RICHMOND, VA—On the strength of strong operating results and projected industry growth, as well as frothy valuations for competitive companies, Apple Hospitality REIT, Inc. recently decided that a public offering represented the best way to maximize liquidity for shareholders.
As such, the company—which is part of Apple REIT Companies, based here, and was created in March of 2014 from the merger of Apple REIT Seven, Eight and Nine funds—last month began trading on the New York Stock Exchange.
Justin Knight, president and CEO, Apple Hospitality REIT, Inc., acknowledged that, in addition to the listing, the company considered a sale or merger—as it did with one of its previous funds in 2013—but ultimately decided against it. “As we considered liquidity events, we thought a listing was the optimal way to provide those shareholders who wanted to be in liquidity the opportunity to get that liquidity at an attractive price, while allowing those who wanted to continue to benefit from the upcycle we see in the portfolio to benefit from that for the coming years,” he said.
Apple Hospitality REIT, which is trading under the symbol APLE, intends to buy back up to $200 million in value of its common shares as part of a modified “Dutch Auction.” In accordance with terms of the offer, the company will select the lowest price between $19 and $21 per share. The offer will expire on June 22, unless it is extended or withdrawn.
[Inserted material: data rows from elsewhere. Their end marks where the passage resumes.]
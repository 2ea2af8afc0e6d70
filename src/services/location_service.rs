use std::sync::Arc;
use tracing::{error, info};
use uuid::Uuid;

use crate::database::models::{Location, LocationDraft};
use crate::database::repository::LocationRepository;
use crate::database::DatabaseError;
use crate::types::LocationType;

#[derive(Debug, thiserror::Error)]
pub enum LocationError {
    #[error("Location not found: {0}")]
    LocationNotFound(Uuid),
    #[error("Invalid {field}: {message}")]
    Validation { field: &'static str, message: String },
    #[error("Database error: {0}")]
    Database(#[from] DatabaseError),
}

pub struct LocationService {
    locations: Arc<dyn LocationRepository>,
}

impl LocationService {
    pub fn new(locations: Arc<dyn LocationRepository>) -> Self {
        Self { locations }
    }

    pub async fn create(&self, draft: LocationDraft) -> Result<Location, LocationError> {
        info!(
            "Location creation requested: country={}, city={}, district={:?}",
            draft.country, draft.city, draft.district
        );
        let draft = validate(draft)?;
        let location = self.locations.create(draft).await?;
        info!("Location created: location_id={}", location.id);
        Ok(location)
    }

    pub async fn get(&self, id: Uuid) -> Result<Location, LocationError> {
        info!("Location lookup: location_id={}", id);
        self.locations.find_by_id(id).await?.ok_or_else(|| {
            error!("Location lookup failed: location_id={}", id);
            LocationError::LocationNotFound(id)
        })
    }

    /// All locations, or only those of one type
    pub async fn list(&self, location_type: Option<LocationType>) -> Result<Vec<Location>, LocationError> {
        let locations = match location_type {
            Some(location_type) => self.locations.find_by_type(location_type).await?,
            None => self.locations.find_all().await?,
        };
        info!("Locations listed: type={:?}, count={}", location_type, locations.len());
        Ok(locations)
    }

    /// Country is kept from creation; every other field is replaced
    pub async fn update(&self, id: Uuid, draft: LocationDraft) -> Result<Location, LocationError> {
        info!("Location update requested: location_id={}", id);
        let draft = validate(draft)?;
        let location = self.locations.update(id, draft).await?.ok_or_else(|| {
            error!("Location update failed: location_id={} does not exist", id);
            LocationError::LocationNotFound(id)
        })?;
        info!("Location updated: location_id={}", id);
        Ok(location)
    }

    pub async fn delete(&self, id: Uuid) -> Result<(), LocationError> {
        info!("Location delete requested: location_id={}", id);
        if !self.locations.delete(id).await? {
            error!("Location delete failed: location_id={} does not exist", id);
            return Err(LocationError::LocationNotFound(id));
        }
        info!("Location deleted: location_id={}", id);
        Ok(())
    }
}

fn validate(mut draft: LocationDraft) -> Result<LocationDraft, LocationError> {
    fn required(field: &'static str, value: &mut String) -> Result<(), LocationError> {
        *value = value.trim().to_string();
        if value.is_empty() {
            return Err(LocationError::Validation { field, message: "must not be blank".to_string() });
        }
        Ok(())
    }

    required("country", &mut draft.country)?;
    required("city", &mut draft.city)?;
    required("address", &mut draft.address)?;
    draft.district = draft.district.map(|d| d.trim().to_string()).filter(|d| !d.is_empty());

    if !(-90.0..=90.0).contains(&draft.latitude) {
        return Err(LocationError::Validation {
            field: "latitude",
            message: "must be between -90 and 90".to_string(),
        });
    }
    if !(-180.0..=180.0).contains(&draft.longitude) {
        return Err(LocationError::Validation {
            field: "longitude",
            message: "must be between -180 and 180".to_string(),
        });
    }

    Ok(draft)
}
In addition, the company’s board of directors has authorized a share buyback program of up to $500 million of its common shares following the completion of the tender offer.
According to the company, not only does the listing represent a way for current shareholders to receive liquidity at a known price, but the reverse split—which figures to reduce the stockholder’s number of shares by half—would also “provide a trading range more consistent with other publicly traded REITs.” At press time, the company’s stock was trading at just under $19 a share.
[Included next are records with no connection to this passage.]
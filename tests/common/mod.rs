#![allow(dead_code)]

use std::process::{Child, Command, Stdio};
use std::sync::OnceLock;
use std::time::{Duration, Instant};

use anyhow::{Context, Result};
use reqwest::{Client, StatusCode};
use serde_json::{json, Value};
use uuid::Uuid;

use trip_planner_api::auth::{generate_jwt, Claims};

pub const SECRET: &str = "integration-test-secret";

static SERVER: OnceLock<TestServer> = OnceLock::new();

pub struct TestServer {
    pub port: u16,
    pub base_url: String,
    child: Child,
}

impl TestServer {
    fn spawn() -> Result<Self> {
        // Pick an unused port for isolation
        let port = portpicker::pick_unused_port().context("failed to pick free port")?;
        let base_url = format!("http://127.0.0.1:{}", port);

        // In-memory store so the suite needs no database
        let mut cmd = Command::new(env!("CARGO_BIN_EXE_trip-planner-api"));
        cmd.env("APP_ENV", "development")
            .env("STORE_BACKEND", "memory")
            .env("JWT_SECRET", SECRET)
            .env("TRIP_API_PORT", port.to_string())
            .env("RUST_LOG", "warn")
            .stdin(Stdio::null())
            .stdout(Stdio::null())
            .stderr(Stdio::null());

        let child = cmd.spawn().context("failed to spawn server binary")?;

        Ok(Self { port, base_url, child })
    }

    async fn wait_ready(&self, timeout: Duration) -> Result<()> {
        let client = Client::new();
        let deadline = Instant::now() + timeout;
        loop {
            if Instant::now() > deadline {
                break;
            }
            let url = format!("{}/health", self.base_url);
            if let Ok(resp) = client.get(&url).send().await {
                if resp.status() == StatusCode::OK {
                    return Ok(());
                }
            }
            tokio::time::sleep(Duration::from_millis(150)).await;
        }
        anyhow::bail!("server did not become ready on {} within {:?}", self.base_url, timeout)
    }

    pub fn url(&self, path: &str) -> String {
        format!("{}{}", self.base_url, path)
    }
}

pub async fn ensure_server() -> Result<&'static TestServer> {
    let server = SERVER.get_or_init(|| TestServer::spawn().expect("failed to spawn server binary"));
    server.wait_ready(Duration::from_secs(10)).await?;
    Ok(server)
}

/// A fresh identity and its bearer token
pub struct TestUser {
    pub id: Uuid,
    pub token: String,
}

impl TestUser {
    pub fn new(username: &str) -> Result<Self> {
        let id = Uuid::new_v4();
        let token = generate_jwt(&Claims::new(id, username, 1), SECRET)?;
        Ok(Self { id, token })
    }
}

/// POST /api/plans and return the created plan's data
pub async fn create_plan(server: &TestServer, user: &TestUser, start: &str, end: &str) -> Result<Value> {
    let res = Client::new()
        .post(server.url("/api/plans"))
        .bearer_auth(&user.token)
        .json(&json!({
            "title": "Jeju",
            "description": "Island trip",
            "start_date": start,
            "end_date": end,
        }))
        .send()
        .await?;
    anyhow::ensure!(res.status() == StatusCode::CREATED, "create plan returned {}", res.status());

    let body: Value = res.json().await?;
    Ok(body["data"].clone())
}

/// The `id` of a response object as a string
pub fn id_of(value: &Value) -> Result<String> {
    value["id"].as_str().map(str::to_string).context("missing id")
}

/// GET /api/users/me so the user has a profile others can find
pub async fn register(server: &TestServer, user: &TestUser) -> Result<Value> {
    let res = Client::new()
        .get(server.url("/api/users/me"))
        .bearer_auth(&user.token)
        .send()
        .await?;
    anyhow::ensure!(res.status() == StatusCode::OK, "register returned {}", res.status());

    let body: Value = res.json().await?;
    Ok(body["data"].clone())
}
In preparation of going public, Apple Hospitality REIT sold 18 hotels to MCR Development for $206 million earlier this year. The company’s portfolio now includes 173 hotels, with four under contract, and is made up of primarily upscale select-service assets. Knight said he sees no reason to deviate from those types of properties going forward. “That’s proven to be a successful strategy for us. It’s our expectation that we’ll continue to invest in that sector,” he said.
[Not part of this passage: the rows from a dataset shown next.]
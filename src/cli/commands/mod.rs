pub mod config;
pub mod db;
pub mod token;
use serde_json::{json, Value};

use crate::cli::OutputFormat;

/// Output a success message in the appropriate format, merging `data` into the JSON body
pub fn output_success(output_format: &OutputFormat, message: &str, data: Option<Value>) -> anyhow::Result<()> {
    match output_format {
        OutputFormat::Json => {
            let mut response = json!({
                "success": true,
                "message": message
            });

            if let (Some(body), Some(Value::Object(extra))) = (response.as_object_mut(), data) {
                body.extend(extra);
            }

            println!("{}", serde_json::to_string_pretty(&response)?);
        }
        OutputFormat::Text => {
            println!("✓ {}", message);
        }
    }
    Ok(())
}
The company’s collection of properties falls entirely within the Marriott and Hilton brand families and, while Knight said the company would always consider other brand opportunities, the focus will remain on those two established brand chains for the foreseeable future.
“A core piece of our strategy has been a focus on investing with brands that have the ability to deliver guests within our hotels. An additional benefit that we have as a company as a result of that exclusive focus is that we’ve gained a tremendous amount of deep experience within those brands, which helps us be efficient operators, and the depth of our involvement with those brands allows us to have influence over brand-level decisions,” he said.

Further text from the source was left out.